▶ [Assignment]
For this listing, the lines between the one holding "and status mapping" and the one holding "commonly used types", inclusive, must be set down exactly.
- - - -
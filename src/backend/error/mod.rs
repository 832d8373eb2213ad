//! Backend Error Module
//!
//! This module defines the error taxonomy shared by every HTTP handler
//! and by the gateway dispatch path. Each error carries exactly one
//! category, and each category maps to exactly one HTTP status code.
//!
//! # Architecture
//!
//! The error module is organized into focused submodules:
//!
//! - **`types`** - Error type definitions, constructors and status mapping
//! - **`conversion`** - Error conversion implementations (IntoResponse, sqlx)
//!
//! # Module Structure
//!
//! ```text
//! error/
//! ├── mod.rs        - Module exports and documentation
//! ├── types.rs      - Error type definitions
//! └── conversion.rs - Error conversion implementations
//! ```
//!
//! # Error Categories
//!
//! - `Validation` - 400, malformed or unacceptable input
//! - `Authentication` - 401, missing or invalid credentials
//! - `Authorization` - 403, authenticated but not permitted
//! - `NotFound` - 404, the referenced record does not exist
//! - `Persistence` - 500, storage failed or is unavailable
//!
//! # HTTP Response Conversion
//!
//! `ApiError` implements `IntoResponse` from Axum, allowing handlers to
//! return it directly. The response body is a JSON object with a stable
//! `error` category tag and a human-readable `message`.

/// Error type definitions
pub mod types;

/// Error conversion implementations
pub mod conversion;

// Re-export commonly used types
pub use types::ApiError;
- - - -
▶ [Solution for this problem]
//! - **`types`** - Error type definitions, constructors and status mapping
//! - **`conversion`** - Error conversion implementations (IntoResponse, sqlx)
//!
//! # Module Structure
//!
//! ```text
//! error/
//! ├── mod.rs        - Module exports and documentation
//! ├── types.rs      - Error type definitions
//! └── conversion.rs - Error conversion implementations
//! ```
//!
//! # Error Categories
//!
//! - `Validation` - 400, malformed or unacceptable input
//! - `Authentication` - 401, missing or invalid credentials
//! - `Authorization` - 403, authenticated but not permitted
//! - `NotFound` - 404, the referenced record does not exist
//! - `Persistence` - 500, storage failed or is unavailable
//!
//! # HTTP Response Conversion
//!
//! `ApiError` implements `IntoResponse` from Axum, allowing handlers to
//! return it directly. The response body is a JSON object with a stable
//! `error` category tag and a human-readable `message`.

/// Error type definitions
pub mod types;

/// Error conversion implementations
pub mod conversion;

// Re-export commonly used types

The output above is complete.